- Activity: Send back exactly the lines from the opening line of the records below through the one with "const KEY_AUTH_METHOD: &str".

BEGIN

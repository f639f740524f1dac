// Credential store: persisted session fields with a read-through memory cache

use anyhow::Context;
use tokio::sync::RwLock;

use super::types::{AuthMethod, Session};
use crate::error::{ClientError, Result};
use crate::storage::KvStore;

const KEY_ACCESS_TOKEN: &str = "access_token";
const KEY_REFRESH_TOKEN: &str = "refresh_token";
const KEY_USER_ID: &str = "user_id";
const KEY_AUTH_METHOD: &str = "auth_method";

const SESSION_KEYS: [&str; 4] = [
    KEY_ACCESS_TOKEN,
    KEY_REFRESH_TOKEN,
    KEY_USER_ID,
    KEY_AUTH_METHOD,
];

enum Cache {
    /// Persistent storage has not been read yet
    Unloaded,
    Loaded(Option<Session>),
}

/// Device-local session store.
///
/// Single writer: one session per device. Reads go to the in-memory cache and
/// fall back to a one-time load from the preference store.
pub struct CredentialStore {
    kv: KvStore,
    cache: RwLock<Cache>,
}

impl CredentialStore {
    pub fn new(kv: KvStore) -> Self {
        Self {
            kv,
            cache: RwLock::new(Cache::Unloaded),
        }
    }

    /// Persist all four fields in one transaction, then update the cache
    pub async fn save(&self, session: &Session) -> Result<()> {
        let mut cache = self.cache.write().await;

        let stored = session.clone();
        self.blocking(move |kv| {
            kv.put_all(&[
                (KEY_ACCESS_TOKEN, stored.access_token.as_str()),
                (KEY_REFRESH_TOKEN, stored.refresh_token.as_str()),
                (KEY_USER_ID, stored.user_id.as_str()),
                (KEY_AUTH_METHOD, stored.auth_method.as_str()),
            ])
        })
        .await
        .map_err(|e| ClientError::StorageError(format!("{:#}", e)))?;

        *cache = Cache::Loaded(Some(session.clone()));
        tracing::debug!(user_id = %session.user_id, "Session saved");
        Ok(())
    }

    /// Remove every session field and reset the cache
    pub async fn clear(&self) -> Result<()> {
        let mut cache = self.cache.write().await;

        self.blocking(|kv| kv.remove_all())
            .await
            .map_err(|e| ClientError::StorageError(format!("{:#}", e)))?;

        *cache = Cache::Loaded(None);
        tracing::debug!("Session cleared");
        Ok(())
    }

    /// Current session, loading it from storage on first access
    pub async fn session(&self) -> Option<Session> {
        {
            let cache = self.cache.read().await;
            if let Cache::Loaded(ref session) = *cache {
                return session.clone();
            }
        }

        let mut cache = self.cache.write().await;
        if let Cache::Loaded(ref session) = *cache {
            return session.clone();
        }

        match self.blocking(load).await {
            Ok(session) => {
                *cache = Cache::Loaded(session.clone());
                session
            }
            Err(e) => {
                // Left unloaded so the next read tries again
                tracing::error!("Failed to load stored session: {:#}", e);
                None
            }
        }
    }

    pub async fn access_token(&self) -> Option<String> {
        self.session().await.map(|s| s.access_token)
    }

    pub async fn refresh_token(&self) -> Option<String> {
        self.session().await.map(|s| s.refresh_token)
    }

    pub async fn user_id(&self) -> Option<String> {
        self.session().await.map(|s| s.user_id)
    }

    pub async fn auth_method(&self) -> Option<AuthMethod> {
        self.session().await.map(|s| s.auth_method)
    }

    /// Run store I/O on the blocking pool; SQLite calls are synchronous
    async fn blocking<T, F>(&self, op: F) -> anyhow::Result<T>
    where
        F: FnOnce(&KvStore) -> anyhow::Result<T> + Send + 'static,
        T: Send + 'static,
    {
        let kv = self.kv.clone();
        tokio::task::spawn_blocking(move || op(&kv))
            .await
            .context("Session store task failed")?
    }
}

fn load(kv: &KvStore) -> anyhow::Result<Option<Session>> {
    let mut values = kv.get_many(&SESSION_KEYS)?;

    let access_token = values.remove(KEY_ACCESS_TOKEN);
    let refresh_token = values.remove(KEY_REFRESH_TOKEN);
    let user_id = values.remove(KEY_USER_ID);
    let auth_method = values.remove(KEY_AUTH_METHOD);

    match (access_token, refresh_token, user_id, auth_method) {
        (None, None, None, None) => Ok(None),
        (Some(access_token), Some(refresh_token), Some(user_id), Some(method)) => {
            let Some(auth_method) = AuthMethod::parse(&method) else {
                tracing::warn!("Stored session has unknown auth method '{}', ignoring it", method);
                return Ok(None);
            };

            Ok(Some(Session {
                access_token,
                refresh_token,
                user_id,
                auth_method,
            }))
        }
        _ => {
            tracing::warn!("Stored session is incomplete, treating device as signed out");
            Ok(None)
        }
    }
}
//! Basic valnote Example
//!
//! Decodes a handful of responses offline, then talks to a live server.
//!
//! Run with: cargo run --example basic
//! Against a server: cargo run --example basic -- 127.0.0.1:8001 [password]

use valnote_core::Value;
use valnote_protocol::decode;
use valnote_transport::{Client, ClientConfig};

#[tokio::main]
async fn main() -> Result<(), Box<dyn std::error::Error>> {
    // Initialize logging
    tracing_subscriber::fmt()
        .with_max_level(tracing::Level::INFO)
        .init();

    println!("valnote Basic Example\n");

    // Example 1: Decoding responses (no server needed)
    println!("=== Decoding ===\n");
    decode_example()?;

    // Example 2: Client session
    println!("\n=== Client Mode ===");
    let mut args = std::env::args().skip(1);
    match args.next() {
        Some(addr) => client_example(&addr, args.next()).await?,
        None => println!("(Pass a server address to run this part, e.g. 127.0.0.1:8001)"),
    }

    Ok(())
}

fn decode_example() -> Result<(), Box<dyn std::error::Error>> {
    for response in [
        "null",
        "'9'",
        "-0.01",
        r#""knuckle\"ball""#,
        "[i,prices,std::ages]",
        "{1,1,2}",
        r#"(("knuckle",false),("ball",true))"#,
        "(1,2)",
    ] {
        let value = decode(response)?;
        println!("{:<40} -> {:?}", response, value);
    }

    // Server-reported errors are errors, not values
    match decode("RuntimeError: wrong number of arguments.") {
        Ok(value) => println!("unexpected value: {}", value),
        Err(e) => println!("\nServer error: {}", e),
    }

    // Values echo back in notation
    let ages = decode(r#"(("alice",30),("bob",25))"#)?;
    println!("Echo: {}", ages);
    println!("Bob: {:?}", ages.get(&Value::from("bob")));
    println!("JSON: {}", ages.to_json());

    Ok(())
}

async fn client_example(addr: &str, password: Option<String>) -> Result<(), Box<dyn std::error::Error>> {
    let (host, port) = addr.rsplit_once(':').ok_or("expected host:port")?;
    let mut config = ClientConfig::new(host, port.parse()?).with_timeout_secs(5);
    if let Some(password) = password {
        config = config.with_password(password);
    }

    let mut client = Client::connect(&config).await?;

    for command in [
        "Integer create: i withValue: 42;",
        "i get;",
        "Vector<Integer> create: prices;",
        "prices get;",
        "Dictionary<String, Integer> create: std::ages;",
        "std::ages get;",
        "Context listVariables;",
        "Context listNamespaces;",
    ] {
        println!("> {}", command);
        match client.execute(command).await {
            Ok(value) => println!("< {}", value),
            Err(e) => println!("! {}", e),
        }
    }

    Ok(())
}
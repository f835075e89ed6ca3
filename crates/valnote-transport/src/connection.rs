//! TCP connection to a valnote server

use std::future::Future;
use std::net::SocketAddr;
use std::time::Duration;

use tokio::io::{AsyncReadExt, AsyncWriteExt};
use tokio::net::{lookup_host, TcpStream};
use tracing::{debug, info, trace};
use valnote_protocol::LineFramer;

use crate::error::{TransportError, TransportResult};

/// A TCP stream carrying one `\n`-terminated response per request
pub struct Connection {
    stream: TcpStream,
    framer: LineFramer,
    peer_addr: SocketAddr,
    timeout: Option<Duration>,
}

impl Connection {
    /// Connect to the first reachable address of `host`.
    ///
    /// `timeout`, when set, bounds each connect attempt and every later
    /// send and receive.
    pub async fn connect(host: &str, port: u16, timeout: Option<Duration>) -> TransportResult<Self> {
        let addrs: Vec<SocketAddr> = match with_timeout(timeout, lookup_host((host, port))).await {
            Ok(addrs) => addrs.collect(),
            Err(TransportError::Io(source)) => {
                return Err(TransportError::Resolve {
                    host: host.to_string(),
                    source,
                })
            }
            Err(e) => return Err(e),
        };

        for addr in addrs {
            match Self::connect_addr(addr, timeout).await {
                Ok(stream) => {
                    info!(addr = %addr, "Connected");
                    return Ok(Self {
                        stream,
                        framer: LineFramer::new(),
                        peer_addr: addr,
                        timeout,
                    });
                }
                Err(e) => {
                    debug!(addr = %addr, error = %e, "Connection attempt failed");
                }
            }
        }

        Err(TransportError::Unreachable(format!("{}:{}", host, port)))
    }

    async fn connect_addr(addr: SocketAddr, timeout: Option<Duration>) -> TransportResult<TcpStream> {
        let stream = with_timeout(timeout, TcpStream::connect(addr)).await?;
        stream.set_nodelay(true)?;
        Ok(stream)
    }

    /// Write all of `data` to the server
    pub async fn send(&mut self, data: &str) -> TransportResult<()> {
        let limit = self.timeout;
        let stream = &mut self.stream;
        with_timeout(limit, async move {
            stream.write_all(data.as_bytes()).await?;
            stream.flush().await
        })
        .await
    }

    /// Read the next response line, without its `\n`
    pub async fn recv(&mut self) -> TransportResult<String> {
        let mut buf = [0u8; 4096];

        loop {
            if let Some(line) = self.framer.next_line()? {
                trace!(peer = %self.peer_addr, len = line.len(), "Received response");
                return Ok(line);
            }

            let n = with_timeout(self.timeout, self.stream.read(&mut buf)).await?;
            if n == 0 {
                debug!(peer = %self.peer_addr, "Server closed the connection");
                return Err(TransportError::ConnectionClosed);
            }
            self.framer.feed(&buf[..n])?;
        }
    }

    pub fn peer_addr(&self) -> SocketAddr {
        self.peer_addr
    }

    pub fn timeout(&self) -> Option<Duration> {
        self.timeout
    }
}

async fn with_timeout<T, F>(limit: Option<Duration>, fut: F) -> TransportResult<T>
where
    F: Future<Output = std::io::Result<T>>,
{
    match limit {
        Some(limit) => tokio::time::timeout(limit, fut)
            .await
            .map_err(|_| TransportError::Timeout(limit))?
            .map_err(TransportError::from),
        None => fut.await.map_err(TransportError::from),
    }
}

END

- Written answer:
repository f639f740524f1dac
// Credential store: persisted session fields with a read-through memory cache

use anyhow::Context;
use tokio::sync::RwLock;

use super::types::{AuthMethod, Session};
use crate::error::{ClientError, Result};
use crate::storage::KvStore;

const KEY_ACCESS_TOKEN: &str = "access_token";
const KEY_REFRESH_TOKEN: &str = "refresh_token";
const KEY_USER_ID: &str = "user_id";
const KEY_AUTH_METHOD: &str = "auth_method";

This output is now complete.